Seasonal demand dynamics
In mature vines, the vast majority of net seasonal dry matter assimilated goes into current growth (leaves, shoot stems, and crop). In this example, we present model simulations of healthy, unstressed, heavily-cropped Concord grapevines (spaced 8 x 9 feet) with industry standard 100 shoots per vine (yield of about 9 tons per acre) compared to minimally-pruned vines with 350 shoots per vine (yield of about 12 tons per acre).
Seasonal patterns of supply and demand are distinct. The carbon demand of growing shoots show a single peak around or after bloom. This peak demand occurs earlier in vines with higher node numbers and later in vines with fewer shoots that grow longer into the season (Figure 1). The demand pattern for the crop is a double peak, with a peak a few weeks after bloom during berry cell division, followed by a decline during the lag period (Figure 2).

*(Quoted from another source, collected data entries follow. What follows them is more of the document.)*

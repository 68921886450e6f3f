//! End-to-end tests against the file backend.
//!
//! Each test gets its own temporary directory, so no cleanup is needed.

use std::path::Path;
use std::sync::Arc;

use axum::body::Body;
use axum::http::{Method, Request, StatusCode};
use axum::Router;
use http_body_util::BodyExt;
use pretty_assertions::assert_eq;
use serde_json::{json, Value};
use tower::ServiceExt;

use killswitch::api::{create_router, mount_docs, AppState};
use killswitch::config::Config;
use killswitch::store::{open_store, FileStore, StatusStore, StoreBackend};
use killswitch::KillSwitch;

const KEY: &str = "s3cret";

fn router_for(path: &Path) -> Router {
    let store = Arc::new(FileStore::new(path));
    create_router(AppState::new(KillSwitch::new(store), KEY))
}

async fn send(app: &Router, method: Method, uri: &str) -> (StatusCode, Value) {
    let response = app
        .clone()
        .oneshot(
            Request::builder()
                .method(method)
                .uri(uri)
                .body(Body::empty())
                .unwrap(),
        )
        .await
        .unwrap();

    let status = response.status();
    let bytes = response.into_body().collect().await.unwrap().to_bytes();
    (status, serde_json::from_slice(&bytes).unwrap())
}

#[tokio::test]
async fn fresh_deployment_reports_false_without_a_file() {
    let dir = tempfile::tempdir().unwrap();
    let path = dir.path().join("appStatus.json");
    let app = router_for(&path);

    let (status, body) = send(&app, Method::GET, "/api/check-app-status").await;

    assert_eq!(status, StatusCode::OK);
    assert_eq!(body, json!({ "status": false }));
    assert!(!path.exists());
}

#[tokio::test]
async fn toggle_persists_across_restarts() {
    let dir = tempfile::tempdir().unwrap();
    let path = dir.path().join("appStatus.json");

    let app = router_for(&path);
    let (status, body) = send(
        &app,
        Method::POST,
        &format!("/api/toggle-app-status?apiKey={}", KEY),
    )
    .await;
    assert_eq!(status, StatusCode::OK);
    assert_eq!(body["newStatus"], true);

    let on_disk: Value = serde_json::from_str(&std::fs::read_to_string(&path).unwrap()).unwrap();
    assert_eq!(on_disk, json!({ "renderApp": true }));

    // A new router over the same file sees the persisted value.
    let restarted = router_for(&path);
    let (_, body) = send(&restarted, Method::GET, "/api/check-app-status").await;
    assert_eq!(body, json!({ "status": true }));
}

#[tokio::test]
async fn rejected_toggle_does_not_create_the_file() {
    let dir = tempfile::tempdir().unwrap();
    let path = dir.path().join("appStatus.json");
    let app = router_for(&path);

    let (status, body) = send(&app, Method::POST, "/api/toggle-app-status?apiKey=wrong").await;

    assert_eq!(status, StatusCode::FORBIDDEN);
    assert_eq!(body, json!({ "error": "Invalid API Key" }));
    assert!(!path.exists());
}

#[tokio::test]
async fn corrupt_file_yields_500_and_is_left_untouched() {
    let dir = tempfile::tempdir().unwrap();
    let path = dir.path().join("appStatus.json");
    std::fs::write(&path, "{ broken").unwrap();
    let app = router_for(&path);

    for _ in 0..2 {
        let (status, body) = send(&app, Method::GET, "/api/check-app-status").await;
        assert_eq!(status, StatusCode::INTERNAL_SERVER_ERROR);
        assert_eq!(body["error"], "Error reading app status");
    }

    let (status, _) = send(
        &app,
        Method::POST,
        &format!("/api/toggle-app-status?apiKey={}", KEY),
    )
    .await;
    assert_eq!(status, StatusCode::INTERNAL_SERVER_ERROR);
    assert_eq!(std::fs::read_to_string(&path).unwrap(), "{ broken");
}

#[tokio::test]
async fn open_store_probes_configured_backend() {
    let dir = tempfile::tempdir().unwrap();
    let path = dir.path().join("appStatus.json");

    let config = Config::from_vars(vec![
        ("API_KEY".to_string(), KEY.to_string()),
        ("STATUS_FILE".to_string(), path.display().to_string()),
    ])
    .unwrap();

    let store = open_store(&config).await.unwrap();
    assert_eq!(store.backend(), StoreBackend::File);
}

#[tokio::test]
async fn open_store_fails_fast_on_corrupt_file() {
    let dir = tempfile::tempdir().unwrap();
    let path = dir.path().join("appStatus.json");
    std::fs::write(&path, "garbage").unwrap();

    let config = Config::from_vars(vec![
        ("API_KEY".to_string(), KEY.to_string()),
        ("STATUS_FILE".to_string(), path.display().to_string()),
    ])
    .unwrap();

    assert!(open_store(&config).await.is_err());
}

#[tokio::test]
async fn memory_backend_honours_initial_status() {
    let config = Config::from_vars(vec![
        ("API_KEY".to_string(), KEY.to_string()),
        ("STORE_BACKEND".to_string(), "memory".to_string()),
        ("INITIAL_STATUS".to_string(), "true".to_string()),
    ])
    .unwrap();

    let store = open_store(&config).await.unwrap();
    assert_eq!(store.backend(), StoreBackend::Memory);
    assert!(store.read().await.unwrap());
}

#[tokio::test]
async fn openapi_json_is_served_with_docs() {
    let dir = tempfile::tempdir().unwrap();
    let app = mount_docs(
        router_for(&dir.path().join("appStatus.json")),
        "https://switch.example.com",
    );

    let (status, body) = send(&app, Method::GET, "/api-docs/openapi.json").await;

    assert_eq!(status, StatusCode::OK);
    assert_eq!(body["servers"][0]["url"], "https://switch.example.com");
    assert!(body["paths"]["/api/toggle-app-status"]["post"].is_object());
}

After veraison, the second peak of demand occurs very rapidly, and then declines with ripening. Shoot numbers affect the timing of peak demand. However, different crop levels affect the amount, but not the timing, of crop
demand in our simulation. Root growth patterns have been reported to be variable, but likely reflect a weak sink throughout the growing season.6
Seasonal carbon supply and supply/demand balances
The seasonal pattern of supply is relatively simple, peaking between bloom and veraison. Supply is affected primarily by total light interception. Since light interception depends on leaf area, more shoots will lead to more rapid canopy development and an earlier peak in canopy photosynthesis (Figure 3).